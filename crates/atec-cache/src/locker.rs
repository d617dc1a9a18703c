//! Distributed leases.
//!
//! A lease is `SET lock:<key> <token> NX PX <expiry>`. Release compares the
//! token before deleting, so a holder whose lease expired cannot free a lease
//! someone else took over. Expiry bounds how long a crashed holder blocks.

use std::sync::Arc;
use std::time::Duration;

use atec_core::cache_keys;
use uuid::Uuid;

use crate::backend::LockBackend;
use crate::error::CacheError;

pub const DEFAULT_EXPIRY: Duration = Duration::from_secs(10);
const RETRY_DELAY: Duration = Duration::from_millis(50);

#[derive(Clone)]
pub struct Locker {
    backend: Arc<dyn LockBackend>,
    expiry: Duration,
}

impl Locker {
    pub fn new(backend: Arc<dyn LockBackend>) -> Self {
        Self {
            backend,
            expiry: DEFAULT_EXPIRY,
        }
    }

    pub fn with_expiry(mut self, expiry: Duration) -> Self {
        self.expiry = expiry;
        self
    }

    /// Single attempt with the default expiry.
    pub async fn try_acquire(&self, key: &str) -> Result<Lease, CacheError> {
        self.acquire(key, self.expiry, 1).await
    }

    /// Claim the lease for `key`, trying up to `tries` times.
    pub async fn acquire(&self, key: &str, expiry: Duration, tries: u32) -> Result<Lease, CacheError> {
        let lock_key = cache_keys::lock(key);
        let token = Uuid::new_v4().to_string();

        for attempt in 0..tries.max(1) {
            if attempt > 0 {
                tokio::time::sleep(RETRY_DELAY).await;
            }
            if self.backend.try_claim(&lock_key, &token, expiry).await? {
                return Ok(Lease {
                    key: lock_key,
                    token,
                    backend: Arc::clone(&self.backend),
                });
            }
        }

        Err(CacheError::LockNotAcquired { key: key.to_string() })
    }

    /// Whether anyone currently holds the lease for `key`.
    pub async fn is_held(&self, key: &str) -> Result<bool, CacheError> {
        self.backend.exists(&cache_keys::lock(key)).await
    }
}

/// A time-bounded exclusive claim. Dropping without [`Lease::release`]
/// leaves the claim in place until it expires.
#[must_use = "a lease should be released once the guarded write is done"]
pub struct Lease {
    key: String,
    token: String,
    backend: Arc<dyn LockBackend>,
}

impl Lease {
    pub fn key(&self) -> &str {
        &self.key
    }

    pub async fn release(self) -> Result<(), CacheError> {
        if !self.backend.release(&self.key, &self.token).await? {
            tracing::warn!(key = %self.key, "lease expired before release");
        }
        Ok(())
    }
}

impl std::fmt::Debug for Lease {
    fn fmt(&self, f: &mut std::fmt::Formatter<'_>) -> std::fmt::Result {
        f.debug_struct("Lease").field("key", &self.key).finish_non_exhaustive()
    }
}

* * *

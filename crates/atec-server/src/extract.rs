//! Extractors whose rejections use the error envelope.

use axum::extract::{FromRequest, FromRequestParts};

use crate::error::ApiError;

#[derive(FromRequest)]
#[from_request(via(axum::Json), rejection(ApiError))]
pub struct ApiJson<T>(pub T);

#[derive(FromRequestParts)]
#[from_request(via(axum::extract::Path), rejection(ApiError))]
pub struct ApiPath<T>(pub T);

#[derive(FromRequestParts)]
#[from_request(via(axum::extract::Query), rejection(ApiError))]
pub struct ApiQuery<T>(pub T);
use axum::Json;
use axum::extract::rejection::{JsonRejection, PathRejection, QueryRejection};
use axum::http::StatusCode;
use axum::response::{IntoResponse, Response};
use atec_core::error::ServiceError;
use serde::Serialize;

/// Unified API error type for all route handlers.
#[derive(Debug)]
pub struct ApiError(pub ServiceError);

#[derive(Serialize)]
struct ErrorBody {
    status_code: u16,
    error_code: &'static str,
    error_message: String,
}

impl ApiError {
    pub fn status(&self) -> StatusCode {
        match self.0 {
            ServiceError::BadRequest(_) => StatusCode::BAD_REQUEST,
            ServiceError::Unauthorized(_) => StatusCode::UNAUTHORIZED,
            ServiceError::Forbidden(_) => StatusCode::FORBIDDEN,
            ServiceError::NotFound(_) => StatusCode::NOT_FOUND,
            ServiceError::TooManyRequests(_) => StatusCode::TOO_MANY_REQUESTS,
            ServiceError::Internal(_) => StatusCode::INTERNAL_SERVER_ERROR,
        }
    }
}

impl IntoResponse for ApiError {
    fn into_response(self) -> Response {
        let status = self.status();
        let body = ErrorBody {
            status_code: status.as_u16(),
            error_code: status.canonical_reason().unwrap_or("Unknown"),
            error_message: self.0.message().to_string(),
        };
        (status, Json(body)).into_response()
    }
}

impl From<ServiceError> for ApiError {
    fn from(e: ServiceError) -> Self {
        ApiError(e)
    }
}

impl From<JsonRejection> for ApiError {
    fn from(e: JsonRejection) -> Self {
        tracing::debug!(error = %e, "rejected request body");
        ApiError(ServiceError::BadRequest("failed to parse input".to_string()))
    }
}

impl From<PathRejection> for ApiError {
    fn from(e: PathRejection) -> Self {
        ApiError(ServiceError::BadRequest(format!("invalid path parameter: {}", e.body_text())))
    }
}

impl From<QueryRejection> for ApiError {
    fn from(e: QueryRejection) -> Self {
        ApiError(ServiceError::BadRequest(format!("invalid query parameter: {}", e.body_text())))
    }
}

--

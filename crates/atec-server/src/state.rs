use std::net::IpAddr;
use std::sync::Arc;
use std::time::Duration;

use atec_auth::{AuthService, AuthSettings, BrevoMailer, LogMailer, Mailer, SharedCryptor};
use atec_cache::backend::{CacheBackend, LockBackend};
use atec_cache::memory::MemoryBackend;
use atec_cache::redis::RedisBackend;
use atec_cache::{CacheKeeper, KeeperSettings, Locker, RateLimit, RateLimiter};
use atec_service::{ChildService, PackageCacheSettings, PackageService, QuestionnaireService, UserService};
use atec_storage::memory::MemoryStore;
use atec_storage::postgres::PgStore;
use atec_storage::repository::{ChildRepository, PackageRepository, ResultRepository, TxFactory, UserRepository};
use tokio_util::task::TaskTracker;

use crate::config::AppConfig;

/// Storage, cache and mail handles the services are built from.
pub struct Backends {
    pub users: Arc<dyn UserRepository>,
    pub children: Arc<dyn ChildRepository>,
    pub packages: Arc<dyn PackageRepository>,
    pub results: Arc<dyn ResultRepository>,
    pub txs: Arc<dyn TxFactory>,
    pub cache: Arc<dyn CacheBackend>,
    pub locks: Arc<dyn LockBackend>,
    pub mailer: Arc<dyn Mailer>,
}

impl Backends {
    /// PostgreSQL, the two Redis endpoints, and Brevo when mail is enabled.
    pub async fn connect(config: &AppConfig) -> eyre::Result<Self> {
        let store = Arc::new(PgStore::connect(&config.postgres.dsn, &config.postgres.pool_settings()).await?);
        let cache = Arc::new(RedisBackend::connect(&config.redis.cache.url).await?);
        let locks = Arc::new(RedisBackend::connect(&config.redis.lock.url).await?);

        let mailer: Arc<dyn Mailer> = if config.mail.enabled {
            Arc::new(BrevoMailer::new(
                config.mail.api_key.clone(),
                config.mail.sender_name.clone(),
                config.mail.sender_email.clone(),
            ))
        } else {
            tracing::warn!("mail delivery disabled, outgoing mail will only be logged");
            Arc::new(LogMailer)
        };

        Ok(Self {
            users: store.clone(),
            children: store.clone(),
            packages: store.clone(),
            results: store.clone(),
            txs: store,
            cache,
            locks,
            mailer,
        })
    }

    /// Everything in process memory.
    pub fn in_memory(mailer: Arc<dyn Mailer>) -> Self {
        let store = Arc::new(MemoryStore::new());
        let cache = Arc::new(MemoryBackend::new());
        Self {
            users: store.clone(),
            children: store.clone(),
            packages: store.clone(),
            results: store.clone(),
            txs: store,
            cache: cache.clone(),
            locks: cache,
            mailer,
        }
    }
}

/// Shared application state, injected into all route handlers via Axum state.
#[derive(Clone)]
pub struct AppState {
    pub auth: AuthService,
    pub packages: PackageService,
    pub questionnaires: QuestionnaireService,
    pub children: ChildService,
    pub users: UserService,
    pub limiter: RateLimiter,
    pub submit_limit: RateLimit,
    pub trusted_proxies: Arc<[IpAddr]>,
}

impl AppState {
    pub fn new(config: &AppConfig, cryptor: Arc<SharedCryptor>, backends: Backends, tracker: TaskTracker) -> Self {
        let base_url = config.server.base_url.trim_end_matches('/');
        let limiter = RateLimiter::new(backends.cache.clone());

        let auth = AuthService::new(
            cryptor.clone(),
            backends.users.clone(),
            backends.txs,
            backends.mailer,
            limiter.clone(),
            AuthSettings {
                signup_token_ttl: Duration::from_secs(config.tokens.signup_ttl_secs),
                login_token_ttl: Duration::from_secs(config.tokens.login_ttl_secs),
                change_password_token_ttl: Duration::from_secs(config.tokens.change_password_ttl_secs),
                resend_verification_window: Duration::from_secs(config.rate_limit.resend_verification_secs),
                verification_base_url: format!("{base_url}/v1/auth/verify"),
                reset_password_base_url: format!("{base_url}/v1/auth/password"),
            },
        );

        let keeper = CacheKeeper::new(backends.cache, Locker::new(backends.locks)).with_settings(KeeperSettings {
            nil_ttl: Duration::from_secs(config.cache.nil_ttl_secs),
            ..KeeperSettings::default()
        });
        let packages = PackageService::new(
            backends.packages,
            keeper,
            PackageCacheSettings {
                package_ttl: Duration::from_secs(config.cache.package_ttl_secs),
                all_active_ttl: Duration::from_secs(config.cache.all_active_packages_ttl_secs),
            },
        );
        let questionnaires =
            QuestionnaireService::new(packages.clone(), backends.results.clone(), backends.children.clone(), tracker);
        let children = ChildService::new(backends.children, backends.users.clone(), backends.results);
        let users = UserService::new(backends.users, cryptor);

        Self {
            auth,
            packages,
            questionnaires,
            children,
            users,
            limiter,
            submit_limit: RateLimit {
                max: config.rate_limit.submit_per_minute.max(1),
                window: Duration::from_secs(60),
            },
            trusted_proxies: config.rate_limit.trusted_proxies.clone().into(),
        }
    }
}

__Task goal__
Reproduce exactly, and only, the part of the listing above that begins at the line with "if self.backend.try_claim(&lock_key, &token, expiry).await?" and goes on through the line with "pub fn key(&self)".

__Solution to the exercise__
            if self.backend.try_claim(&lock_key, &token, expiry).await? {
                return Ok(Lease {
                    key: lock_key,
                    token,
                    backend: Arc::clone(&self.backend),
                });
            }
        }

        Err(CacheError::LockNotAcquired { key: key.to_string() })
    }

    /// Whether anyone currently holds the lease for `key`.
    pub async fn is_held(&self, key: &str) -> Result<bool, CacheError> {
        self.backend.exists(&cache_keys::lock(key)).await
    }
}

/// A time-bounded exclusive claim. Dropping without [`Lease::release`]
/// leaves the claim in place until it expires.
#[must_use = "a lease should be released once the guarded write is done"]
pub struct Lease {
    key: String,
    token: String,
    backend: Arc<dyn LockBackend>,
}

impl Lease {
    pub fn key(&self) -> &str {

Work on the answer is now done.